PROBLEM DETAILS —
Lines holding the string "iter" in the listing below are to be copied.
======
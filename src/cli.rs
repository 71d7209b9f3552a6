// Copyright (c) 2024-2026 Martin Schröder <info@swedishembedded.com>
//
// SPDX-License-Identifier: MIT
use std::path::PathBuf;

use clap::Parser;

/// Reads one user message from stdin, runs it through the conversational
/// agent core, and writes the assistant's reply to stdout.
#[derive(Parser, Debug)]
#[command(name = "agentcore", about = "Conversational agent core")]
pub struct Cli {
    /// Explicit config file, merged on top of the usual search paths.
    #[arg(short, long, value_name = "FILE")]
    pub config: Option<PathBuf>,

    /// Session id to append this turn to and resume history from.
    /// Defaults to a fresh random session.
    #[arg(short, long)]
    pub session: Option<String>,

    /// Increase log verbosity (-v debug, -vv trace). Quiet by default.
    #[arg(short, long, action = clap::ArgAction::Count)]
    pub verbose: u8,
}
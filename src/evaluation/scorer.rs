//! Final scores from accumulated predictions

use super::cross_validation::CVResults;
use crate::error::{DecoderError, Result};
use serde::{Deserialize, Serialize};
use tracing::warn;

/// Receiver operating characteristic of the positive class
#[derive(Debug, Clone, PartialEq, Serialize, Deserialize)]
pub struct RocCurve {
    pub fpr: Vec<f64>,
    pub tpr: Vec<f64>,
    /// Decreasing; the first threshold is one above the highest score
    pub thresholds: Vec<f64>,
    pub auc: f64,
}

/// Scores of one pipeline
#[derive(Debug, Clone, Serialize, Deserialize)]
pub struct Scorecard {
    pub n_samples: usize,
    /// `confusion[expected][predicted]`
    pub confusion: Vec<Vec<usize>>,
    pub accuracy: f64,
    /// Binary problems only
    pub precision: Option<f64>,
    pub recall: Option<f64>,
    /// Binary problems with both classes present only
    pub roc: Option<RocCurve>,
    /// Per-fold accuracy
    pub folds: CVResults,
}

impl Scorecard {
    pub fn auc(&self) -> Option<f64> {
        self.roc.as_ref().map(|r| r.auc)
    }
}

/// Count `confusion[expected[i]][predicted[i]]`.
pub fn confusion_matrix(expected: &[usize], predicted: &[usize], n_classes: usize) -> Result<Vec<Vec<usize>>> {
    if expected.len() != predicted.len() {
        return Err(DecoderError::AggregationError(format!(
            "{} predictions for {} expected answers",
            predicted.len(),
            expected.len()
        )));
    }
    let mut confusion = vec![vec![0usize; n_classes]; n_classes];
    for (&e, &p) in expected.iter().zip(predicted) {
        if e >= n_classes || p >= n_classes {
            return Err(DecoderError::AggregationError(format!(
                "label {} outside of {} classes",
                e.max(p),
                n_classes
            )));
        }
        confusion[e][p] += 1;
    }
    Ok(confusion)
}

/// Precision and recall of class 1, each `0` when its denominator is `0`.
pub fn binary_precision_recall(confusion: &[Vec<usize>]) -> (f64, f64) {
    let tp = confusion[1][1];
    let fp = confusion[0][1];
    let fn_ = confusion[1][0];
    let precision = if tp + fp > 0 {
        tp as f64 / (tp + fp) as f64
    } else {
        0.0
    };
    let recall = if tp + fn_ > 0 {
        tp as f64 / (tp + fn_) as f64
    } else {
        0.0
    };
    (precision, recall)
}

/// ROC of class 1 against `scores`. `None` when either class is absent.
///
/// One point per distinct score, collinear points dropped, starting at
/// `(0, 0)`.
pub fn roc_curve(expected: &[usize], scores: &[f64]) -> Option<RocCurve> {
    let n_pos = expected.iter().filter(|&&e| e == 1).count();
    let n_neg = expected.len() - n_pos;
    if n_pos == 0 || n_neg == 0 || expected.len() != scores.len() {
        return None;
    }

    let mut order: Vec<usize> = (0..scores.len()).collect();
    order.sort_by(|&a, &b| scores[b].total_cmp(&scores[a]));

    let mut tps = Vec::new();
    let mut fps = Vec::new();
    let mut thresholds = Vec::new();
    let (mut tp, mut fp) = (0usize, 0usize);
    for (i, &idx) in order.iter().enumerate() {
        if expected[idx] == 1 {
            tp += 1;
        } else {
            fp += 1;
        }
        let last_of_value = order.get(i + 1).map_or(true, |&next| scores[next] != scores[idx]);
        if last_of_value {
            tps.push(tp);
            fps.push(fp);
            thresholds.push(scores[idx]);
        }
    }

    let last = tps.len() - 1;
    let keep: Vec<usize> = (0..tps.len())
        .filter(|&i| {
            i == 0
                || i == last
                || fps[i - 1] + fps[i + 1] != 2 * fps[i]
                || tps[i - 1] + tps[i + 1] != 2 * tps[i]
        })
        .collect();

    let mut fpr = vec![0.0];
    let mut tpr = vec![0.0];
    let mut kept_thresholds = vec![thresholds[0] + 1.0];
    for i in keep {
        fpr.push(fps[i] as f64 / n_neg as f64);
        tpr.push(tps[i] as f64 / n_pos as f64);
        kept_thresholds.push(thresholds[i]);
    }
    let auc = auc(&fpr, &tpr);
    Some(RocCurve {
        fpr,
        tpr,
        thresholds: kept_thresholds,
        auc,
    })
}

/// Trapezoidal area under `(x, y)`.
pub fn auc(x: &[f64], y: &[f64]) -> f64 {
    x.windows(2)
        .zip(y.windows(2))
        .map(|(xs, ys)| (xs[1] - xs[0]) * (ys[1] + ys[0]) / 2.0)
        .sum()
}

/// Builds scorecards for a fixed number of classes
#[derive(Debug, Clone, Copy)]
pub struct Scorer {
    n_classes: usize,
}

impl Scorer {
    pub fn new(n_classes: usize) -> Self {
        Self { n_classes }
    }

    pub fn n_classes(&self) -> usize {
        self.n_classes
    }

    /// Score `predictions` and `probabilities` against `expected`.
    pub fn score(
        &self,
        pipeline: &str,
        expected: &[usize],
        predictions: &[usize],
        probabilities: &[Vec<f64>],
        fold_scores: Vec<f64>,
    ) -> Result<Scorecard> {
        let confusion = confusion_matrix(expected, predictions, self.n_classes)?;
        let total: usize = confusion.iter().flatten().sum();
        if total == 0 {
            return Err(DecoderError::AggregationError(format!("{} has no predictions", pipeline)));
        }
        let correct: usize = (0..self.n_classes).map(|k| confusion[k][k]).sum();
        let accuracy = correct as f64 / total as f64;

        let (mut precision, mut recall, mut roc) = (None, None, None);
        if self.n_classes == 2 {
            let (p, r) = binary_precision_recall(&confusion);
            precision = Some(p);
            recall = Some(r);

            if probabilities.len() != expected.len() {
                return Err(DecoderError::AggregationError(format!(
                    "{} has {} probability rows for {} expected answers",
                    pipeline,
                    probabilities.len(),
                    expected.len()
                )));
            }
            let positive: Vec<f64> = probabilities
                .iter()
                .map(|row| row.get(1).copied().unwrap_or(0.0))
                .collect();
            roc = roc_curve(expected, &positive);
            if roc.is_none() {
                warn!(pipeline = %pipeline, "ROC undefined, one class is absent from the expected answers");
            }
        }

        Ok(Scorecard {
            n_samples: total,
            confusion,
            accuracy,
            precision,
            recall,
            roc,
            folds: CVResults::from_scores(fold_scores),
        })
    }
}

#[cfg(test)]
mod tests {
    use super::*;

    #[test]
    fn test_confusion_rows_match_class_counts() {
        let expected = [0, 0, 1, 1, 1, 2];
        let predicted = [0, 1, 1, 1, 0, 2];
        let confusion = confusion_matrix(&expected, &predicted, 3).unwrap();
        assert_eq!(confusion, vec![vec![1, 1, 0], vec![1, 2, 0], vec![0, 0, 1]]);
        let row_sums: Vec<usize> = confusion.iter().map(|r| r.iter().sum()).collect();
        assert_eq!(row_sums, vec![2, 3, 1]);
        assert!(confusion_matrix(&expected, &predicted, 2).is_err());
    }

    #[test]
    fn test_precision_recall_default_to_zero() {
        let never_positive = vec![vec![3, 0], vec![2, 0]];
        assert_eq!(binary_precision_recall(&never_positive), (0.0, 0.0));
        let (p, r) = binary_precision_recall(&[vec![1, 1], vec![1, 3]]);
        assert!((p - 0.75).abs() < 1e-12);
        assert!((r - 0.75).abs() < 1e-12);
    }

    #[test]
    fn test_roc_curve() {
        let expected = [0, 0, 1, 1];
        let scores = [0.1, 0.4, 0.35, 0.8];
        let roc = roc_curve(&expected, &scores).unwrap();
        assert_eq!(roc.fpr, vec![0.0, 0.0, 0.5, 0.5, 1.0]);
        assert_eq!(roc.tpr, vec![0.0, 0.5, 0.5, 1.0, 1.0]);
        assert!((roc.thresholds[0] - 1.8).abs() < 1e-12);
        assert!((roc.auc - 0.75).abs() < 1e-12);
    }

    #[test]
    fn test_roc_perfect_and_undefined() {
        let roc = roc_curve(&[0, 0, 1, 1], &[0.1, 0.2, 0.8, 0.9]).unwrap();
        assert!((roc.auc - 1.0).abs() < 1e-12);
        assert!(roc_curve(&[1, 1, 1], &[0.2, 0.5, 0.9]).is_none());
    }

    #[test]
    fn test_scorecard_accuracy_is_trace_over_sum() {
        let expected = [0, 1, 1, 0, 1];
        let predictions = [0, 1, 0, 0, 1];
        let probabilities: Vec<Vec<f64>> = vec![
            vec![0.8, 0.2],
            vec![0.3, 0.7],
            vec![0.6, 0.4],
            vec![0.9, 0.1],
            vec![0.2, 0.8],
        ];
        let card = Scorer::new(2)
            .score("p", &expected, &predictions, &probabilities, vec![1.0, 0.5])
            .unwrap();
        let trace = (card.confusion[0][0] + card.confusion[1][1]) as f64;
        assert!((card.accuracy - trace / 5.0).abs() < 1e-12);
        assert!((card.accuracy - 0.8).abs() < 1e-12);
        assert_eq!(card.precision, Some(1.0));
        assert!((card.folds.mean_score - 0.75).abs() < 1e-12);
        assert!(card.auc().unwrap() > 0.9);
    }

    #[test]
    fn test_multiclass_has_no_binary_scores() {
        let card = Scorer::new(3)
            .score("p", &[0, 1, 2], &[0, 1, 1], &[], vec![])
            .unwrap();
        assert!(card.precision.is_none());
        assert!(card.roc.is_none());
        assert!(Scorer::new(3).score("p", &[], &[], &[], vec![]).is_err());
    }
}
======
ANSWER SECTION —
    for (&e, &p) in expected.iter().zip(predicted) {
    let n_pos = expected.iter().filter(|&&e| e == 1).count();
    for (i, &idx) in order.iter().enumerate() {
        let total: usize = confusion.iter().flatten().sum();
                .iter()
        let row_sums: Vec<usize> = confusion.iter().map(|r| r.iter().sum()).collect();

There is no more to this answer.